### Your assignment
Gather each line containing the string "struct" from these entries.

### Listed entries
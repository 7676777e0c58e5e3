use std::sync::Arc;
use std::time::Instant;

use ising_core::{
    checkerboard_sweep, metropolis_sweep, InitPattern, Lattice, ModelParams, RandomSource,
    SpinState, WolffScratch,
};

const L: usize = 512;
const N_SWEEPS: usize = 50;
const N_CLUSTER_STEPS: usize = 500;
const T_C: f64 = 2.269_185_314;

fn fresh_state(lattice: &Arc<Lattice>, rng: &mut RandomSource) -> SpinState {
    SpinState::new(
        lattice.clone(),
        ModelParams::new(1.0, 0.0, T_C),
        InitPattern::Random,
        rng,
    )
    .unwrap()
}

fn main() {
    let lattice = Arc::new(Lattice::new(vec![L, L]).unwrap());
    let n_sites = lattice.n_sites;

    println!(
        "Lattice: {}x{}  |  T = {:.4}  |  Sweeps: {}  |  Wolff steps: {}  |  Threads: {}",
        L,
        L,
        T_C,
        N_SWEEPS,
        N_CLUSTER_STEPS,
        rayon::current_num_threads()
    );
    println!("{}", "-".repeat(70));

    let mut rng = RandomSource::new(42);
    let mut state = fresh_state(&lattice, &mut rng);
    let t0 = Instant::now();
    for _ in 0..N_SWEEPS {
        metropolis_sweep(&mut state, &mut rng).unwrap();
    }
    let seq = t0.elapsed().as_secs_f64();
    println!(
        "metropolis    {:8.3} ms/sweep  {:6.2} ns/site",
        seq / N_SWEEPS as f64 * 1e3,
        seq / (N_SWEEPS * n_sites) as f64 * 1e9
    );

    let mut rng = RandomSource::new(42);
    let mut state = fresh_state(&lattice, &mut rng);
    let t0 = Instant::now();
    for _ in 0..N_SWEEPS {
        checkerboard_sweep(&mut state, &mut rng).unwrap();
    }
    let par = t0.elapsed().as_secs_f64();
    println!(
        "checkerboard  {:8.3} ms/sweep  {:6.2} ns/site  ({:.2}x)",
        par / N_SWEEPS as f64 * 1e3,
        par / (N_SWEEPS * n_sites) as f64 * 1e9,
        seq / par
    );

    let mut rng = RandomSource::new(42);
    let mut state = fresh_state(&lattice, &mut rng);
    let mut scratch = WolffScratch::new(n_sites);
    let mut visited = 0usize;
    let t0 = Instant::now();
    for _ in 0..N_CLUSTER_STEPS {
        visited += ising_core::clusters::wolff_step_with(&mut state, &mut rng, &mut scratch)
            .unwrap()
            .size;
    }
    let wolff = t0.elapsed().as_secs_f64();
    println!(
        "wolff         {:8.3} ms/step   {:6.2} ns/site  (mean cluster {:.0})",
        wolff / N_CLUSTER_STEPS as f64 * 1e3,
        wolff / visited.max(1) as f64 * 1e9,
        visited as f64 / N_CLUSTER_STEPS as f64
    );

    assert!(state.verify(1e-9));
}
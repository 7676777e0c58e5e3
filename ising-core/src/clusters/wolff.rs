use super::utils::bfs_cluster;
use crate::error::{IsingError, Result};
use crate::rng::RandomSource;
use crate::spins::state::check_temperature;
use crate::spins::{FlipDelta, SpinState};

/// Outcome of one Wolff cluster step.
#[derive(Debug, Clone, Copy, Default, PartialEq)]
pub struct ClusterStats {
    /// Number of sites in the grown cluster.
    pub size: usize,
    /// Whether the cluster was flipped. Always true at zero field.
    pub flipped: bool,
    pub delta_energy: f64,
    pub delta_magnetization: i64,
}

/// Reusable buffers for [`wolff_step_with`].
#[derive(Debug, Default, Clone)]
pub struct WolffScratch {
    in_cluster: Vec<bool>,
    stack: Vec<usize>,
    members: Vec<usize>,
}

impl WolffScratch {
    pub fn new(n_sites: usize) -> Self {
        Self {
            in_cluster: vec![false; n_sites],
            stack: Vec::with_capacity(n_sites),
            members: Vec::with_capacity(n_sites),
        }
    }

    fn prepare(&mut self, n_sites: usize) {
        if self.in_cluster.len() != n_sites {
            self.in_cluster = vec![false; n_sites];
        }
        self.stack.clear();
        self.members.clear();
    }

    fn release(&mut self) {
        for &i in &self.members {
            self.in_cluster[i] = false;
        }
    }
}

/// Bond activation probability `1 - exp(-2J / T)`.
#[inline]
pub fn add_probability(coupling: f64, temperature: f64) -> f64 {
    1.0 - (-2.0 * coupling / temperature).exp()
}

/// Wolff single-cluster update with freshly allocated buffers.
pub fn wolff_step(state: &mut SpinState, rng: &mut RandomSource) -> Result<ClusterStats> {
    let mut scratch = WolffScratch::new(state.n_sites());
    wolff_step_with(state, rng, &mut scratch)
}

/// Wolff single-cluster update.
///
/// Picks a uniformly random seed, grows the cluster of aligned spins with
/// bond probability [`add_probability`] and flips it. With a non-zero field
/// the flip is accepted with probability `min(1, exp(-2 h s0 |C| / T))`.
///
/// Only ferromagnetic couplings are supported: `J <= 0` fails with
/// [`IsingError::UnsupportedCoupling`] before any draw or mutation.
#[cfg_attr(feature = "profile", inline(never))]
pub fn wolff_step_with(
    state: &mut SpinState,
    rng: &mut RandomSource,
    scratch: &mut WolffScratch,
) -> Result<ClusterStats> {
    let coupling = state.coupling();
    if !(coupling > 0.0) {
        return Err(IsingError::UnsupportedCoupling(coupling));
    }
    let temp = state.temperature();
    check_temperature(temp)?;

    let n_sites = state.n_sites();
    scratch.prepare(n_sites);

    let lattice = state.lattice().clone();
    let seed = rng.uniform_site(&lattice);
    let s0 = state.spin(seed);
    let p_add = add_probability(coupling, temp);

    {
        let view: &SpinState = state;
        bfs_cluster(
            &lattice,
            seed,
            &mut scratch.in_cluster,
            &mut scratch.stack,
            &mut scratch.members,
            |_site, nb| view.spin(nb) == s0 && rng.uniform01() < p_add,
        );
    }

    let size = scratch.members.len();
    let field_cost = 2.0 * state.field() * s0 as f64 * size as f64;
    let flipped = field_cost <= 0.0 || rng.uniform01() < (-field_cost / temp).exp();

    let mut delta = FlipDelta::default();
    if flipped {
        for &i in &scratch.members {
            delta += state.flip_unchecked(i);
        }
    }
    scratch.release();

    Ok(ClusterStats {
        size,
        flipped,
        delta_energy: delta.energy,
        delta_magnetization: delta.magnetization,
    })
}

### Task answer
pub struct ClusterStats {
pub struct WolffScratch {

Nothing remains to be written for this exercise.